▶ **What this task involves**
After finding the line with "a non-2xx status" in the data below, set down exactly each line through the one with "let trimmed = body.trim();", inclusive, and stop there.

=== Section Start ===

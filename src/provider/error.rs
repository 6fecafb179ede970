//! Errors returned by the Linode API client

use thiserror::Error;

use super::types::ApiErrorBody;

/// Failure of a single Linode API request
#[derive(Debug, Error)]
pub enum LinodeError {
    /// The API answered with a non-2xx status
    #[error("[{status}] {}", render_reasons(.reasons))]
    Api {
        /// HTTP status code
        status: u16,
        /// Reasons from the error body
        reasons: Vec<String>,
    },

    /// The request never produced a response (connect, TLS, timeout)
    #[error("transport error: {0}")]
    Transport(#[from] reqwest::Error),

    /// A 2xx response body could not be decoded
    #[error("unexpected response body: {0}")]
    Decode(String),
}

fn render_reasons(reasons: &[String]) -> String {
    if reasons.is_empty() {
        "no reason given".to_string()
    } else {
        reasons.join("; ")
    }
}

impl LinodeError {
    /// Build an API error from a status code and the raw response body
    pub fn from_response(status: u16, body: &str) -> Self {
        let reasons = serde_json::from_str::<ApiErrorBody>(body)
            .map(|b| b.errors.iter().map(|r| r.render()).collect())
            .unwrap_or_else(|_| {
                let trimmed = body.trim();
                if trimmed.is_empty() {
                    Vec::new()
                } else {
                    vec![trimmed.to_string()]
                }
            });
        Self::Api { status, reasons }
    }

    /// HTTP status of an API error
    pub fn status(&self) -> Option<u16> {
        match self {
            LinodeError::Api { status, .. } => Some(*status),
            LinodeError::Transport(e) => e.status().map(|s| s.as_u16()),
            LinodeError::Decode(_) => None,
        }
    }

    /// True for HTTP 404
    pub fn is_not_found(&self) -> bool {
        self.status() == Some(404)
    }

    /// True for failures that may clear on their own
    pub fn is_transient(&self) -> bool {
        match self {
            LinodeError::Api { status, .. } => *status >= 500 || *status == 429,
            LinodeError::Transport(e) => !e.is_decode() && !e.is_builder(),
            LinodeError::Decode(_) => false,
        }
    }
}

#[cfg(test)]
mod tests {
    use super::*;

    #[test]
    fn parses_structured_error_body() {
        let body = r#"{"errors": [{"reason": "Not found"}, {"reason": "Invalid", "field": "count"}]}"#;
        let err = LinodeError::from_response(404, body);
        assert!(err.is_not_found());
        assert!(!err.is_transient());
        assert_eq!(err.to_string(), "[404] Not found; count: Invalid");
    }

    #[test]
    fn keeps_raw_body_when_not_json() {
        let err = LinodeError::from_response(502, "<html>bad gateway</html>");
        assert!(err.is_transient());
        assert!(err.to_string().contains("bad gateway"));

        let err = LinodeError::from_response(503, "  ");
        assert_eq!(err.to_string(), "[503] no reason given");
    }

    #[test]
    fn rate_limiting_is_transient() {
        assert!(LinodeError::from_response(429, "{}").is_transient());
        assert!(!LinodeError::from_response(400, "{}").is_transient());
        assert!(!LinodeError::Decode("eof".to_string()).is_transient());
    }
}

=== Section End ===

▶ **Exercise solution**
    /// The API answered with a non-2xx status
    #[error("[{status}] {}", render_reasons(.reasons))]
    Api {
        /// HTTP status code
        status: u16,
        /// Reasons from the error body
        reasons: Vec<String>,
    },

    /// The request never produced a response (connect, TLS, timeout)
    #[error("transport error: {0}")]
    Transport(#[from] reqwest::Error),

    /// A 2xx response body could not be decoded
    #[error("unexpected response body: {0}")]
    Decode(String),
}

fn render_reasons(reasons: &[String]) -> String {
    if reasons.is_empty() {
        "no reason given".to_string()
    } else {
        reasons.join("; ")
    }
}

impl LinodeError {
    /// Build an API error from a status code and the raw response body
    pub fn from_response(status: u16, body: &str) -> Self {
        let reasons = serde_json::from_str::<ApiErrorBody>(body)
            .map(|b| b.errors.iter().map(|r| r.render()).collect())
            .unwrap_or_else(|_| {
                let trimmed = body.trim();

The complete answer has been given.